Findings by a team at Newcastle University, and published in the academic journal Stem Cells, has identified a new organoid model that encompasses all human retinal cell types and that is responsive to light.
The number of people worldwide affected by visual impairment is huge — currently estimated at 285 million — and continues to rise as life expectancy increases.
Many of those affected by sight problems are older people, suffering from diseases such as age-related macular degeneration (AMD), retinitis pigmentosa (RP), and glaucoma.
Until now, most drug studies aimed at finding treatments for these diseases are performed on rodent models, a situation that is far from ideal due to the fundamental structural and functional differences between a rodent’s and a human’s retina.
Recent studies by other researchers have shown the promise of iPSCs in producing “workable” light-responsive 3D retinal cell models.
To date, however, these organoids have not been used extensively in toxicology or pharmacology screening due largely to the lack of differentiation methods that generate them in numbers large enough for this type of testing.
The Newcastle University team addressed this issue by investigating five separate human iPSC lines to determine their ability to generate such retina.
Majlinda Lako, professor of stem cell sciences at Newcastle University’s Institute for Genetic Medicine, said: “In particular we wanted to gauge the organoids’ capacity for large-scale automation and drug screening as well as their usefulness in toxicity screening programs.”
Three of the five cell lines in the study came from healthy donors, while the other two were from diseased subjects — one with AMD and the other with RP.
Despite this, all five lines generated light-responsive retinal organoids, although they showed significant variability in their overall efficiency to do so.

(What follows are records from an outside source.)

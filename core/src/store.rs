//! Store traits: the seam between HTTP handlers and persistence.
//!
//! # Implementations
//!
//! - `Postgres*Store` (in `bookstore-postgres`): production implementations
//! - `InMemory*Store` (in `bookstore-testing`): fast, deterministic tests
//!
//! # Dyn Compatibility
//!
//! The traits use `#[async_trait]` so that handlers can hold them as
//! `Arc<dyn BookStore>` and friends inside the application state.

use crate::book::{BookDetail, BookQuery, BookSort, BookWithCategory};
use crate::carousel::Carousel;
use crate::category::{Category, CategoryNode};
use crate::error::StoreError;
use crate::order::{NewOrder, OrderDetail, OrderStatus, OrderStatusFilter, OrderSummary};
use crate::pagination::{Page, Pagination};
use crate::user::{NewUser, ProfileUpdate, UserAddress, UserCredentials, UserProfile, UserStats};
use async_trait::async_trait;

/// Read access to the book catalog.
#[async_trait]
pub trait BookStore: Send + Sync {
    /// List books matching the query, plus the exact number of matches.
    ///
    /// An empty page with `total == 0` is a successful answer.
    ///
    /// # Errors
    ///
    /// - `Validation`: the query is invalid (rejected before any query runs)
    /// - `Timeout` / `Database`: infrastructure failure
    async fn list_books(&self, query: &BookQuery) -> Result<Page<BookWithCategory>, StoreError>;

    /// Fetch the detail view of one book, `None` if it does not exist.
    ///
    /// # Errors
    ///
    /// Returns `Timeout` / `Database` on infrastructure failure.
    async fn get_book(&self, id: i64) -> Result<Option<BookDetail>, StoreError>;

    /// Hot books by sales volume.
    ///
    /// # Errors
    ///
    /// Returns `Validation` for an out-of-range limit, `Timeout` / `Database`
    /// on infrastructure failure.
    async fn hot_books(&self, limit: i64) -> Result<Vec<BookWithCategory>, StoreError>;

    /// New books by creation time.
    ///
    /// # Errors
    ///
    /// Returns `Validation` for an out-of-range limit, `Timeout` / `Database`
    /// on infrastructure failure.
    async fn new_books(&self, limit: i64) -> Result<Vec<BookWithCategory>, StoreError>;

    /// Books of one category, through the regular listing path.
    ///
    /// # Errors
    ///
    /// Same as [`BookStore::list_books`].
    async fn books_by_category(
        &self,
        category_id: i64,
        sort: BookSort,
        pagination: Pagination,
    ) -> Result<Page<BookWithCategory>, StoreError> {
        let query = BookQuery::new(pagination)
            .with_category(category_id)
            .with_sort(sort);
        self.list_books(&query).await
    }
}

/// Read access to category navigation.
#[async_trait]
pub trait CategoryStore: Send + Sync {
    /// Active categories by sort order, then name.
    ///
    /// # Errors
    ///
    /// Returns `Timeout` / `Database` on infrastructure failure.
    async fn list_categories(&self) -> Result<Vec<Category>, StoreError>;

    /// Active category with the given slug.
    ///
    /// # Errors
    ///
    /// Returns `Timeout` / `Database` on infrastructure failure.
    async fn category_by_slug(&self, slug: &str) -> Result<Option<Category>, StoreError>;

    /// Active category with the given id.
    ///
    /// # Errors
    ///
    /// Returns `Timeout` / `Database` on infrastructure failure.
    async fn category_by_id(&self, id: i64) -> Result<Option<Category>, StoreError>;

    /// Active categories assembled into a forest.
    ///
    /// # Errors
    ///
    /// Returns `Timeout` / `Database` on infrastructure failure.
    async fn category_tree(&self) -> Result<Vec<CategoryNode>, StoreError>;
}

/// Order creation, status changes and ownership-agnostic reads.
///
/// Ownership checks are the caller's job: the same store serves internal
/// callers that have no request principal.
#[async_trait]
pub trait OrderStore: Send + Sync {
    /// Create an order and its items atomically, then re-read it.
    ///
    /// Either the header and every item persist, or nothing does.
    ///
    /// # Errors
    ///
    /// - `Validation`: empty items, non-positive quantity, negative amounts,
    ///   or a reference to a missing book/user/address
    /// - `Conflict`: insufficient stock when stock reservation is enabled
    /// - `Timeout` / `Database`: infrastructure failure (transaction rolled back)
    async fn create_order(&self, order: &NewOrder) -> Result<OrderDetail, StoreError>;

    /// Fetch an order with address fields and items, `None` if absent.
    ///
    /// # Errors
    ///
    /// Returns `Timeout` / `Database` on infrastructure failure only.
    async fn get_order(&self, order_id: i64) -> Result<Option<OrderDetail>, StoreError>;

    /// Change the status of an order and return the previous status.
    ///
    /// # Errors
    ///
    /// - `NotFound`: no such order
    /// - `Conflict`: rejected by an enforced transition policy
    /// - `Timeout` / `Database`: infrastructure failure
    async fn update_order_status(
        &self,
        order_id: i64,
        status: OrderStatus,
    ) -> Result<OrderStatus, StoreError>;

    /// List one user's orders, newest first, with the exact total.
    ///
    /// # Errors
    ///
    /// Returns `Timeout` / `Database` on infrastructure failure.
    async fn list_user_orders(
        &self,
        user_id: i64,
        filter: OrderStatusFilter,
        pagination: Pagination,
    ) -> Result<Page<OrderSummary>, StoreError>;
}

/// User accounts, addresses and statistics.
#[async_trait]
pub trait UserStore: Send + Sync {
    /// Register a user.
    ///
    /// # Errors
    ///
    /// - `Conflict`: username or email already taken
    /// - `Timeout` / `Database`: infrastructure failure
    async fn create_user(&self, user: &NewUser) -> Result<UserProfile, StoreError>;

    /// Credentials by username.
    ///
    /// # Errors
    ///
    /// Returns `Timeout` / `Database` on infrastructure failure.
    async fn find_credentials(&self, username: &str) -> Result<Option<UserCredentials>, StoreError>;

    /// Credentials by user id.
    ///
    /// # Errors
    ///
    /// Returns `Timeout` / `Database` on infrastructure failure.
    async fn find_credentials_by_id(&self, user_id: i64) -> Result<Option<UserCredentials>, StoreError>;

    /// Public profile.
    ///
    /// # Errors
    ///
    /// Returns `Timeout` / `Database` on infrastructure failure.
    async fn get_profile(&self, user_id: i64) -> Result<Option<UserProfile>, StoreError>;

    /// Apply a partial profile update and return the new profile.
    ///
    /// # Errors
    ///
    /// - `Validation`: empty or malformed update
    /// - `NotFound`: no such user
    /// - `Conflict`: username or email taken by another user
    /// - `Timeout` / `Database`: infrastructure failure
    async fn update_profile(&self, user_id: i64, update: &ProfileUpdate) -> Result<UserProfile, StoreError>;

    /// Replace the password digest.
    ///
    /// # Errors
    ///
    /// - `NotFound`: no such user
    /// - `Timeout` / `Database`: infrastructure failure
    async fn update_password(&self, user_id: i64, password_hash: &str) -> Result<(), StoreError>;

    /// Replace the avatar URL and return the new profile.
    ///
    /// # Errors
    ///
    /// - `NotFound`: no such user
    /// - `Timeout` / `Database`: infrastructure failure
    async fn update_avatar(&self, user_id: i64, avatar_url: &str) -> Result<UserProfile, StoreError>;

    /// Saved addresses, default first.
    ///
    /// # Errors
    ///
    /// Returns `Timeout` / `Database` on infrastructure failure.
    async fn list_addresses(&self, user_id: i64) -> Result<Vec<UserAddress>, StoreError>;

    /// Order count, favorite count and total spend.
    ///
    /// # Errors
    ///
    /// Returns `Timeout` / `Database` on infrastructure failure.
    async fn user_stats(&self, user_id: i64) -> Result<UserStats, StoreError>;
}

/// A user's favorite books.
#[async_trait]
pub trait FavoriteStore: Send + Sync {
    /// Favorite books, most recently added first, with the exact total.
    ///
    /// # Errors
    ///
    /// Returns `Timeout` / `Database` on infrastructure failure.
    async fn list_favorites(
        &self,
        user_id: i64,
        pagination: Pagination,
    ) -> Result<Page<BookWithCategory>, StoreError>;

    /// Add a favorite; adding an existing favorite is a no-op.
    ///
    /// # Errors
    ///
    /// - `NotFound`: no such book
    /// - `Timeout` / `Database`: infrastructure failure
    async fn add_favorite(&self, user_id: i64, book_id: i64) -> Result<(), StoreError>;

    /// Remove a favorite; returns whether one was removed.
    ///
    /// # Errors
    ///
    /// Returns `Timeout` / `Database` on infrastructure failure.
    async fn remove_favorite(&self, user_id: i64, book_id: i64) -> Result<bool, StoreError>;
}

/// Home page carousel.
#[async_trait]
pub trait CarouselStore: Send + Sync {
    /// Slides by sort order.
    ///
    /// # Errors
    ///
    /// Returns `Timeout` / `Database` on infrastructure failure.
    async fn list_carousels(&self) -> Result<Vec<Carousel>, StoreError>;
}

/// Dependency probe used by the readiness endpoint.
#[async_trait]
pub trait ReadinessProbe: Send + Sync {
    /// Check that the backing store answers.
    ///
    /// # Errors
    ///
    /// Returns `Timeout` / `Database` when the store is unreachable.
    async fn ping(&self) -> Result<(), StoreError>;
}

Additionally, by month five, each organoid produced from the lines responded to light at a level comparable to that recorded in neonatal mice retina close to the time of eye opening.
Professor Lako said: “This variability in the lines’ efficiency cannot be related solely to disease pathology as it was encountered also between iPSC lines from unaffected individuals. Seeding density and nutrient availability seemed to have had the most dominant effect on retinal organoid formation.

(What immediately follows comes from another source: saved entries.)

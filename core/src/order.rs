//! Order types, status lifecycle and order-creation input.
//!
//! # Status lifecycle
//!
//! ```text
//! pending ──► paid ──► shipped ──► completed
//!    │          │
//!    └──────────┴──► cancelled
//! ```
//!
//! Stores apply a [`TransitionPolicy`] when changing status. The permissive
//! policy applies any change; the enforced policy only allows the edges above.

use crate::error::StoreError;
use chrono::{DateTime, Utc};
use rust_decimal::Decimal;
use serde::{Deserialize, Serialize};
use std::fmt;
use std::str::FromStr;

/// Lifecycle state of an order.
#[derive(Debug, Clone, Copy, PartialEq, Eq, Hash, Serialize, Deserialize)]
#[serde(rename_all = "lowercase")]
pub enum OrderStatus {
    /// Created, awaiting payment.
    Pending,
    /// Paid, awaiting shipment.
    Paid,
    /// Handed to the carrier.
    Shipped,
    /// Delivered.
    Completed,
    /// Cancelled before shipment.
    Cancelled,
}

impl OrderStatus {
    /// All statuses.
    pub const ALL: [Self; 5] = [
        Self::Pending,
        Self::Paid,
        Self::Shipped,
        Self::Completed,
        Self::Cancelled,
    ];

    /// Database and wire representation.
    #[must_use]
    pub const fn as_str(&self) -> &'static str {
        match self {
            Self::Pending => "pending",
            Self::Paid => "paid",
            Self::Shipped => "shipped",
            Self::Completed => "completed",
            Self::Cancelled => "cancelled",
        }
    }

    /// Parse a status name.
    ///
    /// # Errors
    ///
    /// Returns [`StoreError::Validation`] if the name is not a known status.
    pub fn parse(s: &str) -> Result<Self, StoreError> {
        match s.trim() {
            "pending" => Ok(Self::Pending),
            "paid" => Ok(Self::Paid),
            "shipped" => Ok(Self::Shipped),
            "completed" => Ok(Self::Completed),
            "cancelled" => Ok(Self::Cancelled),
            other => Err(StoreError::validation(format!("Invalid order status: {other}"))),
        }
    }

    /// Whether `self → next` is an edge of the lifecycle table.
    #[must_use]
    pub const fn can_transition_to(&self, next: Self) -> bool {
        matches!(
            (self, next),
            (Self::Pending, Self::Paid | Self::Cancelled)
                | (Self::Paid, Self::Shipped | Self::Cancelled)
                | (Self::Shipped, Self::Completed)
        )
    }
}

impl fmt::Display for OrderStatus {
    fn fmt(&self, f: &mut fmt::Formatter<'_>) -> fmt::Result {
        f.write_str(self.as_str())
    }
}

impl FromStr for OrderStatus {
    type Err = StoreError;

    fn from_str(s: &str) -> Result<Self, Self::Err> {
        Self::parse(s)
    }
}

/// Status filter for order listings.
#[derive(Debug, Clone, Copy, PartialEq, Eq, Default)]
pub enum OrderStatusFilter {
    /// Every status (query value `all`).
    #[default]
    All,
    /// Exactly one status.
    Only(OrderStatus),
}

impl OrderStatusFilter {
    /// Parse a query-string value; absent, blank and `all` mean no filter.
    ///
    /// # Errors
    ///
    /// Returns [`StoreError::Validation`] for an unknown status name.
    pub fn from_param(value: Option<&str>) -> Result<Self, StoreError> {
        match value.map(str::trim) {
            None | Some("" | "all") => Ok(Self::All),
            Some(status) => OrderStatus::parse(status).map(Self::Only),
        }
    }

    /// The single status to filter by, if any.
    #[must_use]
    pub const fn status(&self) -> Option<OrderStatus> {
        match self {
            Self::All => None,
            Self::Only(status) => Some(*status),
        }
    }
}

/// How status updates treat transitions outside the lifecycle table.
#[derive(Debug, Clone, Copy, PartialEq, Eq, Default, Serialize, Deserialize)]
#[serde(rename_all = "lowercase")]
pub enum TransitionPolicy {
    /// Apply any transition; stores log a warning for out-of-table ones.
    #[default]
    Permissive,
    /// Reject out-of-table transitions with [`StoreError::Conflict`].
    Enforced,
}

impl TransitionPolicy {
    /// Check a transition against the policy.
    ///
    /// Returns `Ok(true)` if the transition is in the table, `Ok(false)` if it
    /// is outside the table but allowed by a permissive policy.
    ///
    /// # Errors
    ///
    /// Returns [`StoreError::Conflict`] if an enforced policy rejects it.
    pub fn check(&self, order_id: i64, from: OrderStatus, to: OrderStatus) -> Result<bool, StoreError> {
        if from.can_transition_to(to) {
            return Ok(true);
        }
        match self {
            Self::Permissive => Ok(false),
            Self::Enforced => Err(StoreError::conflict(format!(
                "order {order_id} cannot move from {from} to {to}"
            ))),
        }
    }
}

/// One line of an order being created.
#[derive(Debug, Clone, PartialEq, Eq, Serialize, Deserialize)]
pub struct NewOrderItem {
    /// Book being bought.
    pub book_id: i64,
    /// Units, must be positive.
    pub quantity: i32,
    /// Snapshot unit price, stored verbatim.
    pub price: Decimal,
}

/// Input for order creation.
#[derive(Debug, Clone, PartialEq, Eq, Serialize, Deserialize)]
pub struct NewOrder {
    /// Owner of the order.
    pub user_id: i64,
    /// Lines, in caller order.
    pub items: Vec<NewOrderItem>,
    /// Sum before discounts.
    pub total_amount: Decimal,
    /// Amount charged.
    pub final_amount: Decimal,
    /// Shipping address.
    pub address_id: Option<i64>,
}

impl NewOrder {
    /// Validate the order before touching storage.
    ///
    /// # Errors
    ///
    /// Returns [`StoreError::Validation`] if the item list is empty, a
    /// quantity is not positive, or any amount is negative.
    pub fn validate(&self) -> Result<(), StoreError> {
        if self.items.is_empty() {
            return Err(StoreError::validation("order must contain at least one item"));
        }
        for (position, item) in self.items.iter().enumerate() {
            if item.quantity <= 0 {
                return Err(StoreError::validation(format!(
                    "item {} (book {}): quantity must be positive",
                    position + 1,
                    item.book_id
                )));
            }
            if item.price.is_sign_negative() {
                return Err(StoreError::validation(format!(
                    "item {} (book {}): price must not be negative",
                    position + 1,
                    item.book_id
                )));
            }
        }
        if self.total_amount.is_sign_negative() || self.final_amount.is_sign_negative() {
            return Err(StoreError::validation("order amounts must not be negative"));
        }
        Ok(())
    }
}

/// Order header.
#[derive(Debug, Clone, PartialEq, Eq, Serialize, Deserialize)]
pub struct Order {
    /// Order id.
    pub id: i64,
    /// Owner.
    pub user_id: i64,
    /// Sum before discounts.
    pub total_amount: Decimal,
    /// Amount charged.
    pub final_amount: Decimal,
    /// Shipping address.
    pub address_id: Option<i64>,
    /// Lifecycle state.
    pub status: OrderStatus,
    /// Creation time.
    pub created_at: DateTime<Utc>,
    /// Last status change.
    pub updated_at: Option<DateTime<Utc>>,
}

/// Shipping address fields denormalized onto an order.
#[derive(Debug, Clone, PartialEq, Eq, Default, Serialize, Deserialize)]
pub struct ShippingAddress {
    /// Recipient.
    pub recipient_name: Option<String>,
    /// Recipient phone.
    pub recipient_phone: Option<String>,
    /// Province.
    pub province: Option<String>,
    /// City.
    pub city: Option<String>,
    /// District.
    pub district: Option<String>,
    /// Street address.
    pub detail_address: Option<String>,
}

/// A stored order line, joined with display fields of its book.
#[derive(Debug, Clone, PartialEq, Eq, Serialize, Deserialize)]
pub struct OrderItem {
    /// Item id.
    pub id: i64,
    /// Owning order.
    pub order_id: i64,
    /// Book bought.
    pub book_id: i64,
    /// Units.
    pub quantity: i32,
    /// Snapshot unit price.
    pub price: Decimal,
    /// Book title, `None` if the book row is gone.
    pub title: Option<String>,
    /// Book cover, `None` if the book row is gone.
    pub cover_image: Option<String>,
}

/// Order header with address and items.
#[derive(Debug, Clone, PartialEq, Eq, Serialize, Deserialize)]
pub struct OrderDetail {
    /// Header.
    #[serde(flatten)]
    pub order: Order,
    /// Shipping address.
    #[serde(flatten)]
    pub address: ShippingAddress,
    /// Lines, in insertion order.
    pub items: Vec<OrderItem>,
}

/// Order header for listings.
#[derive(Debug, Clone, PartialEq, Eq, Serialize, Deserialize)]
pub struct OrderSummary {
    /// Header.
    #[serde(flatten)]
    pub order: Order,
    /// Recipient of the shipping address.
    pub recipient_name: Option<String>,
}
//! Category navigation reads.

use crate::pool::StoreOptions;
use crate::support::{map_db_error, timed};
use async_trait::async_trait;
use bookstore_core::{StoreError, check_text};
use bookstore_core::category::{Category, CategoryNode, build_tree};
use bookstore_core::store::CategoryStore;
use sqlx::postgres::PgRow;
use sqlx::{PgPool, Row};

/// `PostgreSQL`-backed category store.
#[derive(Clone)]
pub struct PostgresCategoryStore {
    pool: PgPool,
    options: StoreOptions,
}

impl PostgresCategoryStore {
    /// Create a store with default options.
    #[must_use]
    pub fn new(pool: PgPool) -> Self {
        Self::with_options(pool, StoreOptions::default())
    }

    /// Create a store with explicit options.
    #[must_use]
    pub const fn with_options(pool: PgPool, options: StoreOptions) -> Self {
        Self { pool, options }
    }

    async fn fetch_one_active(&self, column: Lookup<'_>) -> Result<Option<Category>, StoreError> {
        let query = match column {
            Lookup::Id(id) => {
                sqlx::query("SELECT * FROM categories WHERE id = $1 AND is_active").bind(id)
            }
            Lookup::Slug(slug) => {
                sqlx::query("SELECT * FROM categories WHERE slug = $1 AND is_active").bind(slug)
            }
        };

        let row = query
            .fetch_optional(&self.pool)
            .await
            .map_err(map_db_error)?;

        row.as_ref()
            .map(category_from_row)
            .transpose()
            .map_err(map_db_error)
    }
}

enum Lookup<'a> {
    Id(i64),
    Slug(&'a str),
}

fn category_from_row(row: &PgRow) -> Result<Category, sqlx::Error> {
    Ok(Category {
        id: row.try_get("id")?,
        name: row.try_get("name")?,
        slug: row.try_get("slug")?,
        description: row.try_get("description")?,
        parent_id: row.try_get("parent_id")?,
        image_url: row.try_get("image_url")?,
        sort_order: row.try_get("sort_order")?,
        is_active: row.try_get("is_active")?,
        created_at: row.try_get("created_at")?,
    })
}

#[async_trait]
impl CategoryStore for PostgresCategoryStore {
    async fn list_categories(&self) -> Result<Vec<Category>, StoreError> {
        timed("list_categories", self.options.operation_timeout, async {
            let rows = sqlx::query(
                r"
                SELECT * FROM categories
                WHERE is_active
                ORDER BY sort_order ASC, name ASC
                ",
            )
            .fetch_all(&self.pool)
            .await
            .map_err(map_db_error)?;

            rows.iter()
                .map(category_from_row)
                .collect::<Result<_, _>>()
                .map_err(map_db_error)
        })
        .await
    }

    async fn category_by_slug(&self, slug: &str) -> Result<Option<Category>, StoreError> {
        check_text("slug", slug)?;
        timed(
            "category_by_slug",
            self.options.operation_timeout,
            self.fetch_one_active(Lookup::Slug(slug)),
        )
        .await
    }

    async fn category_by_id(&self, id: i64) -> Result<Option<Category>, StoreError> {
        timed(
            "category_by_id",
            self.options.operation_timeout,
            self.fetch_one_active(Lookup::Id(id)),
        )
        .await
    }

    async fn category_tree(&self) -> Result<Vec<CategoryNode>, StoreError> {
        timed("category_tree", self.options.operation_timeout, async {
            let rows = sqlx::query(
                r"
                SELECT c.*, p.name AS parent_name
                FROM categories c
                LEFT JOIN categories p ON p.id = c.parent_id AND p.is_active
                WHERE c.is_active
                ORDER BY c.sort_order ASC, c.name ASC
                ",
            )
            .fetch_all(&self.pool)
            .await
            .map_err(map_db_error)?;

            let entries = rows
                .iter()
                .map(|row| Ok((category_from_row(row)?, row.try_get("parent_name")?)))
                .collect::<Result<Vec<_>, sqlx::Error>>()
                .map_err(map_db_error)?;

            Ok(build_tree(entries))
        })
        .await
    }
}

“Overall, our study affirms that light-responsive retinal organoids derived from carefully selected and differentiation efficient iPSC lines can be generated at a scale needed for pharmacology and drug screening purposes.”
Through statistical design experiment, the authors determined the optimal application of key growth factors, small molecules and cell seeding density to generate light and drug responsive laminated retinal organoids in a multi well plate format that allows scalability and automation.
Dr Jan Nolta, Editor-in-chief at Stem Cells, said: “We congratulate Professor Lako and her team on the development of light-sensing 3-D organoids containing all human retinal types, which can significantly enhance the development of therapy for blindness.”